Se este for o caso, isto significaria que muitas das pessoas que sofrem com transtornos, na verdade, apresentam sintomas gerados não por uma síndrome que as toma, mas por comportamentos semelhantes aos de pessoas afetadas pela síndrome. Isto seria gerado, a partir da hipótese de Wolf, a partir de hábitos: como crianças de 3 a 5 anos passarem mais de 4 horas por dia em aparelhos digitais; adultos que aumentaram em 117% o uso diário de recursos digitais (WOLF, 2019, p. 129).
O excesso de estimulação e distração altera nossos modos de viver, sentir, pensar. Você já observou quantas vezes checa seu celular ao dia? Este hábito lhe causa algum tipo de alteração em seus estados mentais – pensamentos, sentimentos, desejos, crenças etc? Segundo a pesquisa de Hayles, uma pessoa com aproximadamente 20 anos muda a fonte de mídia cerca de 27 vezes por hora; checa seu celular entre 150 e 190 vezes ao dia; acessa em torno de 34 gigabytes por dia, o que equivale a cerca de 100.000 palavras. Isto poderia significar que lemos mais, que temos mais informações, que nos comunicamos melhor… mas não necessariamente obtemos estes resultados.

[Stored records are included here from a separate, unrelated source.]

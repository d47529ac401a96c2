// ============================================================================
// API CLIENT - SOLO COMUNICACIÓN HTTP (Stateless)
// ============================================================================
// NO tiene lógica de negocio, solo hace requests HTTP
// ============================================================================

use gloo_net::http::Request;
use crate::config::CONFIG;
use crate::models::Report;
use super::ReportSource;

/// Cliente API - SOLO comunicación HTTP (stateless)
#[derive(Clone, Debug, PartialEq)]
pub struct ApiClient {
    base_url: String,
}

impl ApiClient {
    pub fn new() -> Self {
        Self::with_base_url(CONFIG.backend_url())
    }

    pub fn with_base_url(base_url: &str) -> Self {
        Self {
            base_url: base_url.trim_end_matches('/').to_string(),
        }
    }

    pub fn pending_reports_url(&self) -> String {
        format!("{}/api/reports/pending", self.base_url)
    }

    /// Obtener reportes pendientes de recogida
    pub async fn get_pending_reports(&self) -> Result<Vec<Report>, String> {
        let url = self.pending_reports_url();
        log::info!("🗑️ Obteniendo reportes pendientes: {}", url);

        let response = Request::get(&url)
            .send()
            .await
            .map_err(|e| format!("Network error: {}", e))?;

        if !response.ok() {
            let status = response.status();
            let error_text = response.text().await
                .unwrap_or_else(|_| "Unknown error".to_string());
            return Err(format!("HTTP {}: {}", status, error_text));
        }

        // Decodificar entrada por entrada: un reporte malformado no vacía el mapa
        let body = response
            .json::<Vec<serde_json::Value>>()
            .await
            .map_err(|e| format!("Parse error: {}", e))?;
        let reports = Report::decode_list(body);

        log::info!("✅ {} reportes pendientes recibidos", reports.len());
        Ok(reports)
    }
}

impl Default for ApiClient {
    fn default() -> Self {
        Self::new()
    }
}

impl ReportSource for ApiClient {
    async fn pending_reports(&self) -> Result<Vec<Report>, String> {
        self.get_pending_reports().await
    }
}
use yew::prelude::*;

use crate::maps::{GoogleMapRenderer, MapRenderer};
use crate::models::MapReport;

#[derive(Properties, PartialEq)]
pub struct MarkerItemProps {
    pub report: MapReport,
}

/// Un marcador por reporte; vive mientras el componente esté montado
#[function_component(MarkerItem)]
pub fn marker_item(props: &MarkerItemProps) -> Html {
    let map = use_context::<GoogleMapRenderer>();

    use_effect_with((map, props.report.clone()), |(map, report)| {
        let marker = match map {
            Some(map) => match map.add_report_marker(report) {
                Ok(marker) => Some(marker),
                Err(e) => {
                    log::error!("❌ Marcador del reporte {}: {}", report.id(), e);
                    None
                }
            },
            None => {
                log::warn!("⚠️ MarkerItem fuera de un mapa, reporte {}", report.id());
                None
            }
        };
        move || drop(marker)
    });

    html! {
        <></>
    }
}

O resultado parece ser distração – induzindo artificialmente a comportamentos similares aos de um Transtorno de Deficit de Atenção; hiperestimulação, gerando, em sua ausência, tédio, um insuportável tédio – induzindo artificialmente a comportamentos similares aos de um Transtorno de Ansiedade ou, de outro lado, aos de um Transtorno Depressivo.
Não quero dizer, com isso, que os transtornos inexistem. Ao contrário, estão ai, nos afetam, exigindo cuidados médicos, psicológicos, existenciais… Mas ouso dizer que, se a hipótese da existência de transtornos induzidos artificialmente fosse comprovada, poderíamos concluir que nem todos aqueles que sofrem com os transtornos precisariam passar por isso.
Observando seu cotidiano, seus hábitos, o quanto de seu sofrimento – seja ele qual for – é “induzido artificialmente”? Lembrando o apresentado no texto anterior, ou seja, que é preciso distinguir entre tristeza e depressão, também precisamos distinguir nossos hábitos das patologias que nos afetam.
Referências:
HAYLES, N. K. “Hiper and Deep Attention: The Generational Divide in Cognitive
Modes” in Profession, 13. 2007. pp. 187-99. Disponível em: http://digitalrhetoricandnetworkedcomposition.web.unc.edu/files/2016/01/hayles-hyper-and-deep-attention.pdf Acesso em 10 set. 2019.
WOLF, M. O cérebro no mundo digital: Os desafios da leitura na nossa era. São Paulo: Contexto, 2019.